EXERCISE GOAL:
Among the entries that follow, find the lines containing the string "topic" and copy them.

Data entries:
----

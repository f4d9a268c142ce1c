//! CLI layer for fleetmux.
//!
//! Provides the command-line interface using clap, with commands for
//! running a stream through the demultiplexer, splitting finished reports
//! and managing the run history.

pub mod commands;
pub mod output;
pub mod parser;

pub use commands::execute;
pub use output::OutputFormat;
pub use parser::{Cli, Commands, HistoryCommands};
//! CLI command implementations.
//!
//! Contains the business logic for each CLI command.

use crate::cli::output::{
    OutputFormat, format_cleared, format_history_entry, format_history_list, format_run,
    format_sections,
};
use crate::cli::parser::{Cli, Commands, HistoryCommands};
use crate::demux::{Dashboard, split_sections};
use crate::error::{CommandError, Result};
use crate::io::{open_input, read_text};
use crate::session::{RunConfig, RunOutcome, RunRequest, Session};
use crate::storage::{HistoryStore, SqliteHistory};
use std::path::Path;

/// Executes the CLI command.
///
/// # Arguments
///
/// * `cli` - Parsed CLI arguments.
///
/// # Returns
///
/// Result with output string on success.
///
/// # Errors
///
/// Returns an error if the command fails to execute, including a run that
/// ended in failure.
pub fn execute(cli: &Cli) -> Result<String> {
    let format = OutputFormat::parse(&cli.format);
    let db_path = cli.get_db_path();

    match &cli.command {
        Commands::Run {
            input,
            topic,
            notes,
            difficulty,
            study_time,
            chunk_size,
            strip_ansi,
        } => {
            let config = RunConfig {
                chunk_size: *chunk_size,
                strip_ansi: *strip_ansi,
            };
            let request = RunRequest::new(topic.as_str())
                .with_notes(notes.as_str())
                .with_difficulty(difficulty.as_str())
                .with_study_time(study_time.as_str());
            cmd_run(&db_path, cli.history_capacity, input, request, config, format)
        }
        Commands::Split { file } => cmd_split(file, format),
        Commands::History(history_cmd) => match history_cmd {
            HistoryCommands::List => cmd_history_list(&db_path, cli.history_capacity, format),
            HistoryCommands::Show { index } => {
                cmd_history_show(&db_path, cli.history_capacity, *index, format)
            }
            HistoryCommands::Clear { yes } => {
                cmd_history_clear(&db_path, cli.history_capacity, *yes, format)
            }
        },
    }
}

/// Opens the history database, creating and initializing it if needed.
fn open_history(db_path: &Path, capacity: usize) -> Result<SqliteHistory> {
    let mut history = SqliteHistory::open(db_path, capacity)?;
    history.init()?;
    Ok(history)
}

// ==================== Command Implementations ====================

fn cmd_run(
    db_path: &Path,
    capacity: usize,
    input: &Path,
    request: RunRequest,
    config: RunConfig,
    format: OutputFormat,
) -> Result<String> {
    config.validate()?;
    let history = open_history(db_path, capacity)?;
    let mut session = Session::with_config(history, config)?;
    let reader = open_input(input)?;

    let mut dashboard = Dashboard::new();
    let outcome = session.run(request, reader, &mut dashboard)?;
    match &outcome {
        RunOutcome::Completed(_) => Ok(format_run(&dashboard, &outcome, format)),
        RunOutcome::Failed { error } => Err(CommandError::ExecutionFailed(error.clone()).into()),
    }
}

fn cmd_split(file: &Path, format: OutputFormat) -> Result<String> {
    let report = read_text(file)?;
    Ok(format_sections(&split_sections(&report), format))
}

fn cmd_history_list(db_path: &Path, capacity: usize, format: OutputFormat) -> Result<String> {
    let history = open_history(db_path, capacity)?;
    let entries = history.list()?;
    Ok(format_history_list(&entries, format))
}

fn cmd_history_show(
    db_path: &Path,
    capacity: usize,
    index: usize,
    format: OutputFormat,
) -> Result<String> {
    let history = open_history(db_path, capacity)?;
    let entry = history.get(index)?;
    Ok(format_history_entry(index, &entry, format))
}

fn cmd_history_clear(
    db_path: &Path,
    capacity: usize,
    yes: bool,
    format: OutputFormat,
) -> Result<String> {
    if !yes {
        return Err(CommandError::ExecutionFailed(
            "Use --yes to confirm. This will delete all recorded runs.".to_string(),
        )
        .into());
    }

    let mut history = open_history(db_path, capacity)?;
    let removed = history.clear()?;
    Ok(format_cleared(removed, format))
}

----

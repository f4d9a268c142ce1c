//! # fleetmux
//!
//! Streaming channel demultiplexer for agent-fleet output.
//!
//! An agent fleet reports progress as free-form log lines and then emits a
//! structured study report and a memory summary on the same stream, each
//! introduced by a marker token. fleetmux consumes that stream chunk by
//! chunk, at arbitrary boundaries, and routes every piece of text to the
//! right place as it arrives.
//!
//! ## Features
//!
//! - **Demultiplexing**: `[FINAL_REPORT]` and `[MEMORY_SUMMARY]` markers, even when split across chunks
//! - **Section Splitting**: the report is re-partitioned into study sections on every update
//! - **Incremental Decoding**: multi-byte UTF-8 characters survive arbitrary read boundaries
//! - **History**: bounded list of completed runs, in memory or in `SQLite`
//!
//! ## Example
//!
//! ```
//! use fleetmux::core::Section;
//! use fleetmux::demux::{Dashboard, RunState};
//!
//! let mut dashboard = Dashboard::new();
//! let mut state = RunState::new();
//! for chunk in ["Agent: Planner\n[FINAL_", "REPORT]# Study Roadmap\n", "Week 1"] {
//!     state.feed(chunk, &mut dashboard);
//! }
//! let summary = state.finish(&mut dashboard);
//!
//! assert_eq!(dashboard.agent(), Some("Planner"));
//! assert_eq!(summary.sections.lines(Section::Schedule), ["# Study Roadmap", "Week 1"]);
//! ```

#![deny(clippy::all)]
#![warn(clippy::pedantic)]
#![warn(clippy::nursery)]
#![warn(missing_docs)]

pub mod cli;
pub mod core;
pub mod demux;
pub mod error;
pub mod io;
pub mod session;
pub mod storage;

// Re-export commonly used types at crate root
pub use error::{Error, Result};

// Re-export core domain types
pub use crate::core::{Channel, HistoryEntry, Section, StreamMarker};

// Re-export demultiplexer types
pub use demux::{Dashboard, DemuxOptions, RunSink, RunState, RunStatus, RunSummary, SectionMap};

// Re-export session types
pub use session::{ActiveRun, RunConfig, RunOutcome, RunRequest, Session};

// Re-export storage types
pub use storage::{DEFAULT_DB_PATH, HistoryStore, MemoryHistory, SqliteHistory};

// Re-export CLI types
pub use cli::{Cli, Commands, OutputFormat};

----

ANSWER TO THIS EXERCISE:
            topic,
            let request = RunRequest::new(topic.as_str())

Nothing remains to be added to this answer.